Huber: Hier ist ein Veränderungsprozeß im Islam dringend notwendig, der an die Substanz dieser religiösen Begründungen geht. Wir müssen unseren türkischen Mitbürgern klar machen, dass für deren Familien kein anderes Recht gilt. Ich warne aber vor Überheblichkeit; Gewalt in Familien gibt es leider auch bei uns.

FOCUS: Könnten Kirchen zu Moscheen umgewandelt werden?

Huber: Wird eine Kirche zur Moschee, erwecken wir den Anschein, der Unterschied zwischen Christentum und Islam sei geringfügig. Das würde den Eindruck nahe legen, es sei derselbe Gott, zu dem Christen wie Muslime beten. Christen bekennen sich zu dem Gott, der sich in Jesus Christus offenbart, während der Islam die Selbstoffenbarung Gottes in Jesus Christus ablehnt. Die Umwandlung einer Kirche in eine Moschee verdunkelt eher diesen Unterschied und wäre in meinen Augen nicht zu begrüßen.

FOCUS: Beten Muslime und Christen nicht zum selben Gott?

Huber: Ob Gott derselbe Gott ist, muss man ihm selber überlassen. Als Menschen können wir nur über das Gottesbekenntnis urteilen. Wir haben als Christen keinen Grund zu sagen, wir würden uns zum gleichen Gott wie die Muslime bekennen.

FOCUS: Die Zahl der Muslime hat sich seit der Volkszählung 1987 auf 3,5 Millionen verdoppelt, die Zahl der evangelischen Christen ist in den alten Ländern seit dem Höchststand 1970 um 20 Prozent auf 23 Millionen gefallen. Was sagen Sie Christen, die beunruhigt sind?

Huber: Das Gewicht der eigenen Tradition gering zu reden, dazu gibt es keinen Anlass. Es ist eher an der Zeit, die eigene Verwurzelung im Glauben zu klären und selbstbewusst öffentlich zu vertreten. Ein Islam, der im Grunde mit dem Anspruch ausgestattet ist, eines Tages diese Gesellschaft zu übernehmen, ist nicht der richtige Partner für eine gemeinsame Entwicklung.
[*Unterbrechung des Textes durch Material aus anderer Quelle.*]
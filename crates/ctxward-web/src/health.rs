//! Health probes (C8, §4.8, §4.9 "degraded" rule).

use crate::state::AppState;
use axum::extract::State;
use axum::http::StatusCode;
use axum::response::{IntoResponse, Response};
use axum::Json;
use ctxward_core::models::Severity;
use serde_json::json;
use std::time::{SystemTime, UNIX_EPOCH};

const DEGRADED_WINDOW_SECS: u64 = 60;

fn now_secs() -> u64 {
    SystemTime::now()
        .duration_since(UNIX_EPOCH)
        .map(|d| d.as_secs())
        .unwrap_or(0)
}

/// `GET /health` — healthy iff every component is alive and the receiver
/// channel isn't saturated, and no non-info alert fired in the last 60s
/// (§4.9 user-visible behavior).
pub async fn health(State(state): State<AppState>) -> Json<serde_json::Value> {
    let receiver_saturated = state.governor.queue.is_saturated();
    let now = now_secs();
    let recent_non_info_alert = state
        .governor
        .alerts
        .recent()
        .iter()
        .any(|a| a.severity > Severity::Info && now.saturating_sub(a.observed_at / 1000) < DEGRADED_WINDOW_SECS);

    let healthy = !receiver_saturated && !recent_non_info_alert && !state.governor.queue.is_closed();
    Json(json!({
        "status": if healthy { "healthy" } else { "degraded" },
        "components": {
            "ingest": if state.governor.queue.is_closed() { "stopped" } else { "operational" },
            "processor": "operational",
            "registry": "operational",
            "orchestrator": "operational",
            "store": "operational",
            "receiverSaturated": receiver_saturated,
            "sessionsActive": state.governor.registry.len(),
        }
    }))
}

/// `GET /health/live` — cheap liveness: always 200 if the process can answer.
pub async fn live() -> StatusCode {
    StatusCode::OK
}

/// `GET /health/ready` — 200 iff C1, C2, C3, C6 are operational; once
/// shutdown has begun (the ingest queue is closed) they are not.
pub async fn ready(State(state): State<AppState>) -> Response {
    if state.governor.queue.is_closed() {
        return (
            StatusCode::SERVICE_UNAVAILABLE,
            Json(json!({ "status": "not-ready" })),
        )
            .into_response();
    }
    (StatusCode::OK, Json(json!({ "status": "ready" }))).into_response()
}

#[cfg(test)]
mod tests {
    use super::*;
    use crate::sse::SseHub;
    use ctxward_core::{Config, EventBus, FileStateStore, Governor};
    use std::sync::Arc;

    async fn test_state() -> (AppState, tempfile::TempDir) {
        let dir = tempfile::tempdir().unwrap();
        let mut config = Config::default();
        config.data_dir = dir.path().to_path_buf();
        let store: Arc<dyn ctxward_core::StateStore> =
            Arc::new(FileStateStore::new(dir.path()).await.unwrap());
        let governor = Arc::new(Governor::new(&config, store));
        let sse = Arc::new(SseHub::new(EventBus::default(), 16));
        (
            AppState {
                governor,
                config: Arc::new(config),
                sse,
            },
            dir,
        )
    }

    #[tokio::test]
    async fn healthy_by_default() {
        let (state, _dir) = test_state().await;
        let Json(value) = health(State(state)).await;
        assert_eq!(value["status"], "healthy");
    }

    #[tokio::test]
    async fn live_is_always_ok() {
        assert_eq!(live().await, StatusCode::OK);
    }

    #[tokio::test]
    async fn ready_flips_after_queue_closes() {
        let (state, _dir) = test_state().await;
        assert_eq!(ready(State(state.clone())).await.status(), StatusCode::OK);
        state.governor.queue.close();
        assert_eq!(
            ready(State(state)).await.status(),
            StatusCode::SERVICE_UNAVAILABLE
        );
    }
}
FOCUS: Ein Teil der muslimischen Eltern verlangt, dass ihre Kinder vom Sport- oder Sexualkundeunterricht, von Klassenfahrten befreit werden – mit dem Verweis auf Religionsfreiheit von deutschen Gerichten unterstützt.

Huber: Die Tatsache, dass deutsche Gerichte bisher gesagt haben, was Religion sei, definiere die Glaubensgemeinschaft selber und nicht das Gericht, ist ein hohes Gut. Es lebt davon, dass keine Religion davon willkürlichen Gebrauch macht. Das müssen wir Muslimen deutlich machen. Wenn Muslime ihre Interessen weiter so durch die Instanzen vorantreiben, werden sie die Gerichte zwingen, eigene und engere Vorstellungen zu entwickeln, was sie zur Religion rechnen und was nicht. Das wäre eine große Niederlage für unsere Rechtskultur.